- **WHAT THIS TASK INVOLVES**: Look below for the line that contains "use serde::Deserialize;", then copy it and each following line exactly, through and including the line that contains "pub fn validate(&self)".

[RECORDS FOR PROCESSING Boundary: Start]

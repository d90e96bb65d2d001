//! Tierlist command handler
//!
//! Links the community CHIMPS tier list thread for a game major version.
//!
//! - **Version**: 1.0.0
//! - **Since**: 1.0.0

use anyhow::Result;
use async_trait::async_trait;
use serenity::builder::CreateApplicationCommand;
use std::sync::Arc;

use crate::commands::context::CommandContext;
use crate::commands::error::{into_message, CommandError};
use crate::commands::handler::SlashCommandHandler;
use crate::commands::slash::{self, get_integer_option, leaf_options};
use crate::interactions::model::{CommandData, Interaction};
use crate::interactions::{InteractionResponse, ReplyData};

pub const FIRST_VERSION: u32 = 9;
pub const LATEST_VERSION: u32 = 32;

const THREAD_BASE: &str = "https://www.reddit.com/r/btd6/comments";
const THREAD_SLUG: &str = "comprehensive_tier_list_for_chimps_by_path";

/// Thread id per version, starting at [`FIRST_VERSION`]
const THREADS: [Option<&str>; 24] = [
    Some("bn7wtu"),
    None,
    Some("cv5mdi"),
    Some("d9wdk9"),
    Some("dq0xee"),
    Some("eefaum"),
    Some("f1ly0m"),
    Some("ffrkze"),
    Some("g3kiy2"),
    Some("h7iht0"),
    Some("huibn2"),
    Some("irahad"),
    Some("jp0ezq"),
    Some("knnwg9"),
    Some("lyy5v5"),
    None,
    Some("nkn8ct"),
    None,
    Some("q6f3vs"),
    Some("rc4rkm"),
    Some("sig6c0"),
    Some("ttdrdg"),
    Some("uqjt6l"),
    Some("xbyxm9"),
];

/// Tier list thread for a major version, if one was posted
pub fn tierlist_url(version: i64) -> Option<String> {
    let index = usize::try_from(version.checked_sub(i64::from(FIRST_VERSION))?).ok()?;
    let id = THREADS.get(index).copied().flatten()?;
    Some(format!("{THREAD_BASE}/{id}/{THREAD_SLUG}/"))
}

pub struct TierlistHandler;

#[async_trait]
impl SlashCommandHandler for TierlistHandler {
    fn command_names(&self) -> &'static [&'static str] {
        &["tierlist"]
    }

    fn declarations(&self) -> Vec<CreateApplicationCommand> {
        slash::tierlist::create_commands()
    }

    async fn handle(
        &self,
        _ctx: Arc<CommandContext>,
        _interaction: &Interaction,
        command: &CommandData,
    ) -> Result<InteractionResponse> {
        let version = get_integer_option(leaf_options(command), "version").unwrap_or_default();
        let result = tierlist_url(version)
            .map(|url| ReplyData::new().content(url))
            .ok_or_else(|| CommandError::NotFound("No tierlist found for this version.".into()));
        Ok(into_message(result))
    }
}
//! Trivia questions for /quiz
//!
//! - **Version**: 1.0.0
//! - **Since**: 1.0.0

use anyhow::{bail, Result};
use rand::seq::{IndexedRandom, SliceRandom};
use rand::Rng;
use serde::Deserialize;

pub const LETTERS: [char; 4] = ['A', 'B', 'C', 'D'];

#[derive(Debug, Clone, Deserialize)]
pub struct Trivia {
    pub question: String,
    pub choices: Vec<String>,
    /// Index into `choices` of the right answer
    pub answer: usize,
}

impl Trivia {
    pub fn validate(&self) -> Result<()> {
        if self.choices.len() != LETTERS.len() {
            bail!(
                "trivia question '{}' has {} choices, expected {}",
                self.question,
                self.choices.len(),
                LETTERS.len()
            );
        }
        if self.answer >= self.choices.len() {
            bail!("trivia question '{}' has answer out of range", self.question);
        }
        Ok(())
    }
}

/// A question with its choices in display order
#[derive(Debug, Clone, PartialEq, Eq)]
pub struct QuizRound {
    pub question: String,
    pub choices: Vec<String>,
    /// Button index holding the right answer
    pub correct: usize,
}

impl QuizRound {
    /// Shuffle a question's choices
    pub fn shuffled<R: Rng + ?Sized>(trivia: &Trivia, rng: &mut R) -> Self {
        let mut order: Vec<usize> = (0..trivia.choices.len()).collect();
        order.shuffle(rng);

        let correct = order
            .iter()
            .position(|&index| index == trivia.answer)
            .unwrap_or(0);
        let choices = order
            .iter()
            .map(|&index| trivia.choices[index].clone())
            .collect();

        Self {
            question: trivia.question.clone(),
            choices,
            correct,
        }
    }

    /// Message body: bold question followed by one line per lettered choice
    pub fn render(&self) -> String {
        let lines: Vec<String> = self
            .choices
            .iter()
            .zip(LETTERS)
            .map(|(choice, letter)| {
                format!(
                    ":regional_indicator_{}: {choice}",
                    letter.to_ascii_lowercase()
                )
            })
            .collect();
        format!("**{}**\n\n>>> {}", self.question, lines.join("\n"))
    }
}

/// Pick a random question, if there are any
pub fn pick<'a, R: Rng + ?Sized>(questions: &'a [Trivia], rng: &mut R) -> Option<&'a Trivia> {
    questions.choose(rng)
}

/// Followup text after an answer button is pressed
pub fn verdict(correct: usize, chosen: usize) -> String {
    let letter = LETTERS.get(correct).copied().unwrap_or('?');
    let answer = format!("The answer was **{letter}**.");
    if correct == chosen {
        format!("Correct! {answer}")
    } else {
        format!("Incorrect! {answer} Better luck next time.")
    }
}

[RECORDS FOR PROCESSING Boundary: End]

- **TASK RESPONSE**:
use serde::Deserialize;

pub const LETTERS: [char; 4] = ['A', 'B', 'C', 'D'];

#[derive(Debug, Clone, Deserialize)]
pub struct Trivia {
    pub question: String,
    pub choices: Vec<String>,
    /// Index into `choices` of the right answer
    pub answer: usize,
}

impl Trivia {
    pub fn validate(&self) -> Result<()> {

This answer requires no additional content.